_WORK TASK_
In the listing below, locate the line containing "fn run_live(args: &Args, config: Config)" and the line containing "let session = Session::new(Vec::new(), io::empty(), config);". Output both of them and every line between, exactly as written, and nothing more.
· · ·
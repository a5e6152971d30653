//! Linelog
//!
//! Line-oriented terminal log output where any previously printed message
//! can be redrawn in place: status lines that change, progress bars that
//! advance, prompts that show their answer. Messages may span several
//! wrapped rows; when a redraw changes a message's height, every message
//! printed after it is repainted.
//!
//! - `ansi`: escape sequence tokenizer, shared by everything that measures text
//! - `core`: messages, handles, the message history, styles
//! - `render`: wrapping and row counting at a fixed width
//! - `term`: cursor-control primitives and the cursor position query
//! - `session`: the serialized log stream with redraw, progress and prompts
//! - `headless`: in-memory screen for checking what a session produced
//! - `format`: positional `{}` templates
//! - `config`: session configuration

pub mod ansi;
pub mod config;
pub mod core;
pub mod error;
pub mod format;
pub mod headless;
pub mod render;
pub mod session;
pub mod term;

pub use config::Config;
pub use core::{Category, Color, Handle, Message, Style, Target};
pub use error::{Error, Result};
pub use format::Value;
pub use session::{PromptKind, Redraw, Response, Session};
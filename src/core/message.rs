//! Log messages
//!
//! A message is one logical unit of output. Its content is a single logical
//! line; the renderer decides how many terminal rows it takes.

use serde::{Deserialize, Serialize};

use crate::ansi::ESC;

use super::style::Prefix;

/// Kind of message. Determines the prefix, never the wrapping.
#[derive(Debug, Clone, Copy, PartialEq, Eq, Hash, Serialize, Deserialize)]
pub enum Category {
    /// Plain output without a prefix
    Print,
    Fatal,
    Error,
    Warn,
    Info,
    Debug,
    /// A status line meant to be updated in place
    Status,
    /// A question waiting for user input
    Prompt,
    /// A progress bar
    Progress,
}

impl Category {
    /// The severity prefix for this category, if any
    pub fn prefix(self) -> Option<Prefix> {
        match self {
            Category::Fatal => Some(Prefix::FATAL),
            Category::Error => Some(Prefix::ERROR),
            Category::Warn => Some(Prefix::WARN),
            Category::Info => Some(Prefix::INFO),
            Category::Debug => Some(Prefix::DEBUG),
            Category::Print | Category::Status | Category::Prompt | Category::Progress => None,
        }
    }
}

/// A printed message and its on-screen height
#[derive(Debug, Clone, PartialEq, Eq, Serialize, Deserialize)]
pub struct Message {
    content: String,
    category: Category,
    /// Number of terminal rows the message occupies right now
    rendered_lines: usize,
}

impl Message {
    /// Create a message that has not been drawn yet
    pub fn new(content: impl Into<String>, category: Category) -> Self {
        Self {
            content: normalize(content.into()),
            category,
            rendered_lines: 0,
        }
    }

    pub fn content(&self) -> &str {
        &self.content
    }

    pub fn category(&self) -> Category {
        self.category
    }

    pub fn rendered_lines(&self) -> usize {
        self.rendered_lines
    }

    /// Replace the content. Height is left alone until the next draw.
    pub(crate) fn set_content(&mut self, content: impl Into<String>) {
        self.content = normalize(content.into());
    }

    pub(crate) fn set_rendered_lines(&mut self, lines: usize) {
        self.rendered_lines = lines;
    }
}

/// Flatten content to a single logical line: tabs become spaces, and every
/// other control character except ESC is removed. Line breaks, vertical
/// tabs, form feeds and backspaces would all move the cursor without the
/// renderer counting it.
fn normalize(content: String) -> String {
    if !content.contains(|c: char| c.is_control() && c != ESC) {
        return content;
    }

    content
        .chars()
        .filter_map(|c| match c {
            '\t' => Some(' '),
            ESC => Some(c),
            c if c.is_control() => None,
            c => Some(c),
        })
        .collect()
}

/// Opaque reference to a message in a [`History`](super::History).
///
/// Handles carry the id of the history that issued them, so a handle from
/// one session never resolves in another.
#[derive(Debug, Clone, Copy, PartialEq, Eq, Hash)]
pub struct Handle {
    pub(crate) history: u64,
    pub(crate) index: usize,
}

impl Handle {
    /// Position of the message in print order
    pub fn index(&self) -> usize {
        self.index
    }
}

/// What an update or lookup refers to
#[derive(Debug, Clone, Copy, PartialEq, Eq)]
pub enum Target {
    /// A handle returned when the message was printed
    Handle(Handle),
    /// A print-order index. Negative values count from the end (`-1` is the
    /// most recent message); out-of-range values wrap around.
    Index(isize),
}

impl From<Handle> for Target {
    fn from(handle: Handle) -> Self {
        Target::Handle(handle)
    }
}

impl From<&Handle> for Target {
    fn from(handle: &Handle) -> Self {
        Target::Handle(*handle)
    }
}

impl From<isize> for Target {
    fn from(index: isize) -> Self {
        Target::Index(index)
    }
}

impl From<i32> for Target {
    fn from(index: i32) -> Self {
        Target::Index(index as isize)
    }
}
· · ·
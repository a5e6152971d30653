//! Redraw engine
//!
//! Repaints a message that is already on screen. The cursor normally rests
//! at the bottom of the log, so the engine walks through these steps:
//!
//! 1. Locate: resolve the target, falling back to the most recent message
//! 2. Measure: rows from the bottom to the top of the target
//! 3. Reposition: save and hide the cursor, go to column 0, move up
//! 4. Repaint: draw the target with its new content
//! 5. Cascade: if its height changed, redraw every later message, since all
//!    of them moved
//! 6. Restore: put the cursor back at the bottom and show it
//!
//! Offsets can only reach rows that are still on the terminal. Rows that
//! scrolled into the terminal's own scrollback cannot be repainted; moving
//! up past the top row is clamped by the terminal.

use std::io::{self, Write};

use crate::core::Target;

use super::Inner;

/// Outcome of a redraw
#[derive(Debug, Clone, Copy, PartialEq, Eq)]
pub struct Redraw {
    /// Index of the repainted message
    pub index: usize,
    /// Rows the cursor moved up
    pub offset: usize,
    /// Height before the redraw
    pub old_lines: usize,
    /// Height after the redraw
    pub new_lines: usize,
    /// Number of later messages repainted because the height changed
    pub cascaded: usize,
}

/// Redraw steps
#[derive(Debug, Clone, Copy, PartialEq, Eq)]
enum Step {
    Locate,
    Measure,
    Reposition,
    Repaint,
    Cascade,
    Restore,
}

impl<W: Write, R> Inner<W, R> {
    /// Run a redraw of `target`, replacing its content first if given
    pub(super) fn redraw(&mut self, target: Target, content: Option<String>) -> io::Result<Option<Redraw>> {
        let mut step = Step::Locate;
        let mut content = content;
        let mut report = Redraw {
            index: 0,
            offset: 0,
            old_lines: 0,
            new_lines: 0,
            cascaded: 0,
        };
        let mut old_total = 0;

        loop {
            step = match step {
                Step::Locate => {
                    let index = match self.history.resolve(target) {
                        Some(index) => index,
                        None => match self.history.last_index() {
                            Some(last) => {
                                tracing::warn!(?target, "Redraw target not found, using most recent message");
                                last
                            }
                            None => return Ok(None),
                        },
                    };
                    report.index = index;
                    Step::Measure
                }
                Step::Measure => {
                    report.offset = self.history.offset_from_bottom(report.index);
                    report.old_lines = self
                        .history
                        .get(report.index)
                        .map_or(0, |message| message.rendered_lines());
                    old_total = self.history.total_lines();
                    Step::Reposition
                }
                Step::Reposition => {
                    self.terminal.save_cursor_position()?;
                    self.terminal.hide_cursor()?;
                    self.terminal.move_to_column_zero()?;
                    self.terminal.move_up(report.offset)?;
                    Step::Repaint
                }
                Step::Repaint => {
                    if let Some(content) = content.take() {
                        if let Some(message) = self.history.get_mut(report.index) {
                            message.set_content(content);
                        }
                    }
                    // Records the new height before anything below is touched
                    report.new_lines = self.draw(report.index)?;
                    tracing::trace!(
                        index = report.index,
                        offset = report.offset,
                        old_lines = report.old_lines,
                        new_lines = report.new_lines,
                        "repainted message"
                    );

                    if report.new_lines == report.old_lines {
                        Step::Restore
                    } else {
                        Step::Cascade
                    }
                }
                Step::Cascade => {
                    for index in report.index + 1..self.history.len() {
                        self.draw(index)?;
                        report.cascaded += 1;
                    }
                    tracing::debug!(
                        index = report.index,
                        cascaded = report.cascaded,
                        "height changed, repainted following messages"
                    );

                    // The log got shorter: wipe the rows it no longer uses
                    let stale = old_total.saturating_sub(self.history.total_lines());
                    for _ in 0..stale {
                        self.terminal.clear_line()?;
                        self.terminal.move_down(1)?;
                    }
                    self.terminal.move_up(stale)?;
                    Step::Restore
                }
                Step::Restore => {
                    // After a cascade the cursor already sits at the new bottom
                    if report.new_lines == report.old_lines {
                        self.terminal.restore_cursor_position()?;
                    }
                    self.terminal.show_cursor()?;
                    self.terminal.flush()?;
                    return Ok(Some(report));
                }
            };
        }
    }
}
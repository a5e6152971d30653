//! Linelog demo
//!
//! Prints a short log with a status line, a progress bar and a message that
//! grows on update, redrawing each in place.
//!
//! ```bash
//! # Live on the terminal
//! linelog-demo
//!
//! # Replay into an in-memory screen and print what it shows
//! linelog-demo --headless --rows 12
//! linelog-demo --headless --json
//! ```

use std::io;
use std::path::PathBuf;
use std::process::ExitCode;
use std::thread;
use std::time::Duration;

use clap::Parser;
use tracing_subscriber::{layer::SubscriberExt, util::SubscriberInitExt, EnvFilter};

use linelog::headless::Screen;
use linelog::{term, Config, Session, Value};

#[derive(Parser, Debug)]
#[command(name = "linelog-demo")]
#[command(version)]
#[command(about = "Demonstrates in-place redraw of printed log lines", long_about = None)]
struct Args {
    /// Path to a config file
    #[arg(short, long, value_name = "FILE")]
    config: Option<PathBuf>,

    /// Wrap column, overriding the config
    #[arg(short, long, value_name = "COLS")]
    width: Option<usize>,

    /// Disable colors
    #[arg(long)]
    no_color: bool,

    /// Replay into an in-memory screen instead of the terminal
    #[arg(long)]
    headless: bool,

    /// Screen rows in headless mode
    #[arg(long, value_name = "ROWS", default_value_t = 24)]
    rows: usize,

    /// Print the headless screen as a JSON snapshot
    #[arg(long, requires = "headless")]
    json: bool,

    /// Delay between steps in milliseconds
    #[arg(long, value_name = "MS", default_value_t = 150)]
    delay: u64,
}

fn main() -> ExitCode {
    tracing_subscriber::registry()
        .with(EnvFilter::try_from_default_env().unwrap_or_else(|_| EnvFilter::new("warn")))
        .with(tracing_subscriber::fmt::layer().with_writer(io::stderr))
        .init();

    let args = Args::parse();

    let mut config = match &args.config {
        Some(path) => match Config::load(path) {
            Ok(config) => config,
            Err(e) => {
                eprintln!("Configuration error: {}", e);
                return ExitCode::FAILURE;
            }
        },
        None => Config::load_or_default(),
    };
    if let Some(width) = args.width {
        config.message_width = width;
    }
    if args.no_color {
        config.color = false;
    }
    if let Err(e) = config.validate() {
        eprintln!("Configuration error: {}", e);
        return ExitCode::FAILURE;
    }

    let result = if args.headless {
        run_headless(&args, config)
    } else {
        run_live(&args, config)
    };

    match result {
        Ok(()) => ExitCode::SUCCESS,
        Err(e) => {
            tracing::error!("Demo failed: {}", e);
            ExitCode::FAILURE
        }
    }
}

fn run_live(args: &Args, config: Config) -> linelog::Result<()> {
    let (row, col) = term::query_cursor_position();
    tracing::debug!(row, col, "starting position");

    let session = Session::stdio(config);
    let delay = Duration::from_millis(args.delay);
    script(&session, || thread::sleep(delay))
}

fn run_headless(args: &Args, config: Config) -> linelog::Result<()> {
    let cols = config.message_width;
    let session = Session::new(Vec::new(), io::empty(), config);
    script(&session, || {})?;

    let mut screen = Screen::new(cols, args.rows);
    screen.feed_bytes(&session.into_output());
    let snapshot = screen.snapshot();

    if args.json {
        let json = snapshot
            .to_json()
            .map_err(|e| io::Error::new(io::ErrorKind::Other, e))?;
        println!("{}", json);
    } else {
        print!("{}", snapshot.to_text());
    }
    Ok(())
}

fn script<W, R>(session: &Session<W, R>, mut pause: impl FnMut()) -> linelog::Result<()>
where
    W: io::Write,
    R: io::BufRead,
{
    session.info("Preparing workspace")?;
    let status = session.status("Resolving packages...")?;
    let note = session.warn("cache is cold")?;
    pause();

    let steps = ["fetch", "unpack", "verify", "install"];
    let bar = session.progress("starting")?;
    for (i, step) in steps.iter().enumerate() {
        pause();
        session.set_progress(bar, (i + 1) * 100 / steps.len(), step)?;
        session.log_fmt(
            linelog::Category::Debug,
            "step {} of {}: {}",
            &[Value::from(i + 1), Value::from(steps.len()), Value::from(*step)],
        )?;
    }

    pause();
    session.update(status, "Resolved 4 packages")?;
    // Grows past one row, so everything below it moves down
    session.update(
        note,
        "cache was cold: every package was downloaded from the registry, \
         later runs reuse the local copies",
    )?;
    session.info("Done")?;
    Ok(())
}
· · ·
_YOUR RESPONSE_
fn run_live(args: &Args, config: Config) -> linelog::Result<()> {
    let (row, col) = term::query_cursor_position();
    tracing::debug!(row, col, "starting position");

    let session = Session::stdio(config);
    let delay = Duration::from_millis(args.delay);
    script(&session, || thread::sleep(delay))
}

fn run_headless(args: &Args, config: Config) -> linelog::Result<()> {
    let cols = config.message_width;
    let session = Session::new(Vec::new(), io::empty(), config);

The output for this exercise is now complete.